I gave an exaggerated shudder. “I hope not,” I said, “for the sake of the county.”
“I thought you might not believe Miss Ruby Jewel, seeing how she is sometimes, so I just wanted you to know she told the gospel truth about the VanZeldts.”
“Thank you, Jubal,” I said. “Coming from you, I know it must be.”
He nodded, satisfied, and turned to trudge back up to the house, and to share Robinson Crusoe with Miss Ruby Jewel.
Back at Scuppernong, Michael met me before I could go inside. “Miss Violet.”
I looked up from stroking Goblin. “Yes?”
“I reckoned I’d best ask you before I followed Miss Elsa’s orders.”
My stepmother so seldom bestirred herself to request anything that I was surprised. I straightened. “What does she want?”
“Poppies. She says I’m to plant r
ows of them big poppies rig ht quick.”
I sighed. “I wish she hadn’t asked, but I guess you’ll have to do as she says.”
Michael nodded. “That medicine ain’t a good thing, but I know lots of folks use it.”
“Besides, I’ve heard it’s bad if people are cut off too abruptly. There’s almost no laudanum left in town now. I will speak to her, though.”
We looked at each other in silent, concerned understanding. These new people at Scuppernong certainly complicated life.

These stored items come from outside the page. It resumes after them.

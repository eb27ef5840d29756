//! Shared JSON-over-HTTPS transport for OpenAI-compatible endpoints

use super::types::ApiError;
use crate::providers::{invalid_response, parse_retry_after_ms, rate_limited, request_failed, transport_error};
use reqwest::{Client, Response, StatusCode};
use secrecy::{ExposeSecret, SecretString};
use serde::{de::DeserializeOwned, Serialize};
use std::time::Duration;
use tokio::sync::{Mutex, Semaphore};
use tokio::time::Instant;
use veritas_core::{UpstreamError, UpstreamResult};

const DEFAULT_BASE_URL: &str = "https://api.openai.com/v1";
const MIN_SPACING_MS: u64 = 10;

/// Spaces outgoing calls so a single client never exceeds its per-minute quota.
struct Pacer {
    in_flight: Semaphore,
    spacing: Duration,
    next_slot: Mutex<Option<Instant>>,
}

impl Pacer {
    fn per_minute(rpm: u32) -> Self {
        let rpm = rpm.max(1);
        Self {
            in_flight: Semaphore::new(rpm as usize),
            spacing: Duration::from_millis((60_000 / u64::from(rpm)).max(MIN_SPACING_MS)),
            next_slot: Mutex::new(None),
        }
    }

    /// Wait for this caller's turn. The lock is held across the sleep so
    /// concurrent callers queue up one spacing apart.
    async fn wait_turn(&self) {
        let mut next_slot = self.next_slot.lock().await;
        if let Some(slot) = *next_slot {
            tokio::time::sleep_until(slot).await;
        }
        *next_slot = Some(Instant::now() + self.spacing);
    }
}

/// Client for the chat-completions family of APIs.
///
/// One instance backs each upstream (generation, web answer); `service`
/// names that upstream in every `UpstreamError` the client returns.
pub struct OpenAIClient {
    http: Client,
    service: &'static str,
    api_key: SecretString,
    base_url: String,
    pacer: Pacer,
}

impl OpenAIClient {
    pub fn new(service: &'static str, api_key: SecretString, requests_per_minute: u32) -> Self {
        Self {
            http: Client::new(),
            service,
            api_key,
            base_url: DEFAULT_BASE_URL.to_string(),
            pacer: Pacer::per_minute(requests_per_minute),
        }
    }

    /// Target a different OpenAI-compatible host (OpenRouter, Perplexity, ...).
    pub fn with_base_url(mut self, base_url: impl Into<String>) -> Self {
        self.base_url = base_url.into().trim_end_matches('/').to_string();
        self
    }

    /// Bound every call; an elapsed timeout maps to `UpstreamError::Timeout`.
    pub fn with_timeout(mut self, timeout: Duration) -> Self {
        match Client::builder().timeout(timeout).build() {
            Ok(http) => self.http = http,
            Err(e) => tracing::warn!(service = self.service, error = %e, "Keeping default HTTP client"),
        }
        self
    }

    pub fn service(&self) -> &'static str {
        self.service
    }

    pub fn base_url(&self) -> &str {
        &self.base_url
    }

    /// POST `body` to `{base_url}/{endpoint}` and decode the JSON reply.
    pub async fn request<Req: Serialize, Res: DeserializeOwned>(
        &self,
        endpoint: &str,
        body: Req,
    ) -> UpstreamResult<Res> {
        let _permit = self
            .pacer
            .in_flight
            .acquire()
            .await
            .map_err(|_| request_failed(self.service, 0, "client is shutting down"))?;
        self.pacer.wait_turn().await;

        let response = self
            .http
            .post(format!("{}/{}", self.base_url, endpoint))
            .bearer_auth(self.api_key.expose_secret())
            .json(&body)
            .send()
            .await
            .map_err(|e| transport_error(self.service, e))?;

        if !response.status().is_success() {
            return Err(self.reject(response).await);
        }
        response
            .json::<Res>()
            .await
            .map_err(|e| invalid_response(self.service, format!("undecodable body: {}", e)))
    }

    async fn reject(&self, response: Response) -> UpstreamError {
        let status = response.status();
        if status == StatusCode::TOO_MANY_REQUESTS {
            let wait_ms = parse_retry_after_ms(response.headers()).unwrap_or(0);
            return rate_limited(self.service, wait_ms);
        }
        let raw = response.text().await.unwrap_or_default();
        request_failed(self.service, status.as_u16(), error_message(raw))
    }
}

/// Prefer the structured `error.message`; fall back to the raw body.
fn error_message(raw: String) -> String {
    match serde_json::from_str::<ApiError>(&raw) {
        Ok(parsed) => parsed.error.message,
        Err(_) if raw.trim().is_empty() => "empty error body".to_string(),
        Err(_) => raw,
    }
}

impl std::fmt::Debug for OpenAIClient {
    fn fmt(&self, f: &mut std::fmt::Formatter<'_>) -> std::fmt::Result {
        f.debug_struct("OpenAIClient")
            .field("service", &self.service)
            .field("base_url", &self.base_url)
            .field("spacing", &self.pacer.spacing)
            .finish_non_exhaustive()
    }
}

#[cfg(test)]
mod tests {
    use super::*;

    #[test]
    fn test_base_url_trailing_slash_trimmed() {
        let client = OpenAIClient::new("generation", SecretString::from("key".to_string()), 60)
            .with_base_url("https://openrouter.ai/api/v1/");
        assert_eq!(client.base_url(), "https://openrouter.ai/api/v1");
        assert_eq!(client.service(), "generation");
    }

    #[test]
    fn test_debug_hides_credentials() {
        let key = SecretString::from("pplx-secret".to_string());
        let client = OpenAIClient::new("web_answer", key, 10);
        let rendered = format!("{:?}", client);
        assert!(!rendered.contains("pplx-secret"));
        assert!(rendered.contains("web_answer"));
    }

    #[test]
    fn test_spacing_follows_quota() {
        assert_eq!(Pacer::per_minute(60).spacing, Duration::from_secs(1));
        assert_eq!(Pacer::per_minute(0).spacing, Duration::from_secs(60));
        assert_eq!(Pacer::per_minute(100_000).spacing, Duration::from_millis(MIN_SPACING_MS));
    }

    #[test]
    fn test_error_message_prefers_structured_body() {
        let body = r#"{"error":{"message":"model overloaded","type":"server_error"}}"#.to_string();
        assert_eq!(error_message(body), "model overloaded");
        assert_eq!(error_message("bad gateway".to_string()), "bad gateway");
        assert_eq!(error_message("  ".to_string()), "empty error body");
    }

    #[tokio::test(start_paused = true)]
    async fn test_pacer_spaces_consecutive_turns() {
        let pacer = Pacer::per_minute(60);
        let start = Instant::now();
        pacer.wait_turn().await;
        pacer.wait_turn().await;
        pacer.wait_turn().await;
        assert_eq!(start.elapsed(), Duration::from_secs(2));
    }
}
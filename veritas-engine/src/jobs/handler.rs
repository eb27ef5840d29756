//! Job handlers: what a worker does with one job.

use crate::assist::Assistant;
use crate::context::PipelineContext;
use crate::detect::DetectionOrchestrator;
use async_trait::async_trait;
use std::sync::Arc;
use veritas_core::{Job, JobOutput, JobPayload, VeritasResult};

/// Executes one attempt of a job. An `Err` makes the queue retry.
#[async_trait]
pub trait JobHandler: Send + Sync {
    async fn handle(&self, job: &Job) -> VeritasResult<JobOutput>;
}

/// Handler running the detection tracks and assistant tasks.
#[derive(Debug, Clone)]
pub struct PipelineJobHandler {
    orchestrator: DetectionOrchestrator,
    assistant: Assistant,
}

impl PipelineJobHandler {
    pub fn new(ctx: Arc<PipelineContext>) -> Self {
        Self {
            orchestrator: DetectionOrchestrator::new(Arc::clone(&ctx)),
            assistant: Assistant::new(ctx),
        }
    }
}

#[async_trait]
impl JobHandler for PipelineJobHandler {
    async fn handle(&self, job: &Job) -> VeritasResult<JobOutput> {
        match &job.payload {
            JobPayload::ContradictionCheck { message } => {
                let outcome = self
                    .orchestrator
                    .run_contradiction(message, job.priority)
                    .await?;
                Ok(JobOutput::Detection(outcome.into_detection()))
            }
            JobPayload::MisinformationCheck { message } => {
                let outcome = self
                    .orchestrator
                    .run_misinformation(message, job.priority)
                    .await?;
                Ok(JobOutput::Detection(outcome.into_detection()))
            }
            JobPayload::Summarization {
                scope_id,
                channel_id,
                limit,
            } => {
                let summary = self
                    .assistant
                    .summarize_scope(*scope_id, *channel_id, *limit)
                    .await?;
                Ok(JobOutput::Summary(summary))
            }
            JobPayload::InteractiveReply { message, question } => {
                let reply = self.assistant.reply(message, question).await?;
                Ok(JobOutput::Reply(reply))
            }
        }
    }
}
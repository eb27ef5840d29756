//! Upstream services behind their gates and breakers.
//!
//! Every external call goes through `GuardedServices`. An open breaker
//! refuses the call before it queues at the gate; otherwise the caller
//! waits for a slot in its class lane and the call runs through the
//! breaker. Each service has its own breaker and gate.

use crate::constants::{SERVICE_GENERATION, SERVICE_WEB_ANSWER, SERVICE_WEB_SEARCH};
use crate::resilience::{BreakerSnapshot, CircuitBreaker, ConcurrencyGate, GateSnapshot};
use crate::telemetry::metrics;
use std::future::Future;
use std::sync::Arc;
use std::time::Instant;
use veritas_core::{
    BreakerConfig, GateConfig, GenerationRequest, GenerationResponse, GenerationService,
    PriorityClass, SearchResult, UpstreamError, UpstreamResult, WebAnswer, WebAnswerService,
    WebSearchService,
};

/// Breaker and gate pair for one upstream.
#[derive(Debug)]
pub struct UpstreamGuard {
    breaker: CircuitBreaker,
    gate: ConcurrencyGate,
}

impl UpstreamGuard {
    pub fn new(service: &'static str, breaker: &BreakerConfig, gate: &GateConfig) -> Self {
        Self {
            breaker: CircuitBreaker::new(service, breaker.clone()),
            gate: ConcurrencyGate::new(service, gate),
        }
    }

    pub fn breaker(&self) -> &CircuitBreaker {
        &self.breaker
    }

    pub fn gate(&self) -> &ConcurrencyGate {
        &self.gate
    }

    /// Admit through the gate, then run `op` through the breaker.
    ///
    /// The breaker is consulted again after the wait, since it may have
    /// opened while the caller was queued.
    pub async fn call<F, Fut, T>(&self, class: PriorityClass, op: F) -> UpstreamResult<T>
    where
        F: FnOnce() -> Fut,
        Fut: Future<Output = UpstreamResult<T>>,
    {
        self.breaker.check_admission()?;
        let _permit = self.gate.acquire(class).await?;
        let started = Instant::now();
        let result = self.breaker.execute(op).await;

        let rejected = matches!(result, Err(UpstreamError::BreakerOpen { .. }));
        if !rejected {
            if let Some(m) = metrics() {
                m.record_upstream_call(
                    self.breaker.service(),
                    result.is_ok(),
                    started.elapsed().as_secs_f64(),
                );
            }
        }
        result
    }
}

/// The pipeline's view of its external collaborators.
pub struct GuardedServices {
    generation: Arc<dyn GenerationService>,
    web_answer: Arc<dyn WebAnswerService>,
    web_search: Option<Arc<dyn WebSearchService>>,
    generation_guard: UpstreamGuard,
    web_answer_guard: UpstreamGuard,
    web_search_guard: UpstreamGuard,
}

impl GuardedServices {
    pub fn new(
        generation: Arc<dyn GenerationService>,
        web_answer: Arc<dyn WebAnswerService>,
        web_search: Option<Arc<dyn WebSearchService>>,
        breaker: &BreakerConfig,
        gate: &GateConfig,
    ) -> Self {
        Self {
            generation,
            web_answer,
            web_search,
            generation_guard: UpstreamGuard::new(SERVICE_GENERATION, breaker, gate),
            web_answer_guard: UpstreamGuard::new(SERVICE_WEB_ANSWER, breaker, gate),
            web_search_guard: UpstreamGuard::new(SERVICE_WEB_SEARCH, breaker, gate),
        }
    }

    pub async fn generate(
        &self,
        request: &GenerationRequest,
        class: PriorityClass,
    ) -> UpstreamResult<GenerationResponse> {
        let service = Arc::clone(&self.generation);
        self.generation_guard
            .call(class, || async move { service.generate(request).await })
            .await
    }

    pub async fn answer(&self, query: &str, class: PriorityClass) -> UpstreamResult<WebAnswer> {
        let service = Arc::clone(&self.web_answer);
        self.web_answer_guard
            .call(class, || async move { service.answer(query).await })
            .await
    }

    pub fn has_search(&self) -> bool {
        self.web_search.is_some()
    }

    /// Web search; an unconfigured search service yields no results.
    pub async fn search(
        &self,
        query: &str,
        result_count: usize,
        class: PriorityClass,
    ) -> UpstreamResult<Vec<SearchResult>> {
        let Some(service) = self.web_search.as_ref().map(Arc::clone) else {
            return Ok(Vec::new());
        };
        self.web_search_guard
            .call(class, || async move { service.search(query, result_count).await })
            .await
    }

    fn guards(&self) -> Vec<&UpstreamGuard> {
        let mut guards = vec![&self.generation_guard, &self.web_answer_guard];
        if self.web_search.is_some() {
            guards.push(&self.web_search_guard);
        }
        guards
    }

    pub fn breaker_snapshots(&self) -> Vec<BreakerSnapshot> {
        self.guards()
            .into_iter()
            .map(|g| g.breaker().snapshot())
            .collect()
    }

    pub fn gate_snapshots(&self) -> Vec<GateSnapshot> {
        self.guards()
            .into_iter()
            .map(|g| g.gate().snapshot())
            .collect()
    }
}

impl std::fmt::Debug for GuardedServices {
    fn fmt(&self, f: &mut std::fmt::Formatter<'_>) -> std::fmt::Result {
        f.debug_struct("GuardedServices")
            .field("generation", &self.generation_guard)
            .field("web_answer", &self.web_answer_guard)
            .field("web_search_configured", &self.web_search.is_some())
            .finish()
    }
}

// ============================================================================
// UNIT TESTS
// ============================================================================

That night I knocked on Miss Elsa’s bedchamber door.
“Come in,” she called.
A candle still burned near the bed. My stepmother lay propped against several pillows, her eyes shining, remote, but without the wistful look they held so often. Instead they were filled with a distant delight. As I neared her, I was met by a slightly sweetish odor from the open bottle on the bedside table.
She smiled faintly and held out her hand. I took it. It was thin and hot and dry.
“Dear Violet,” she said. “My new, darling daughter.”
“I need—” I said, and then was unsure what to say next. What I needed was for her to be an adult. I hoped for reassurance.
“No one needs anything,” Miss Elsa murmured. “All is perfect … if I have my pint or more a week.…” Her voice trailed off, her gaze shifted, her fingers loosened from mine, and she dropped her hand. She was asleep.
Plantation bells no longer pealed, and neither did the chimes in church towers. Back in April, General Beauregard had called for all the bells in the South to be melted down and molded into cannon, and we answered his call. Many other changes were occurring at Scuppernong Farm.
In these first sultry, glowing, green and golden summer days, Seeley flourished in his new life, once his shoulder was healed, like a busy, skinny weed. His thin face grew brown from forgetting his hat, his countenance became open and trusting, and his big eyes were now lively. His clothing needed constant cleaning and mending.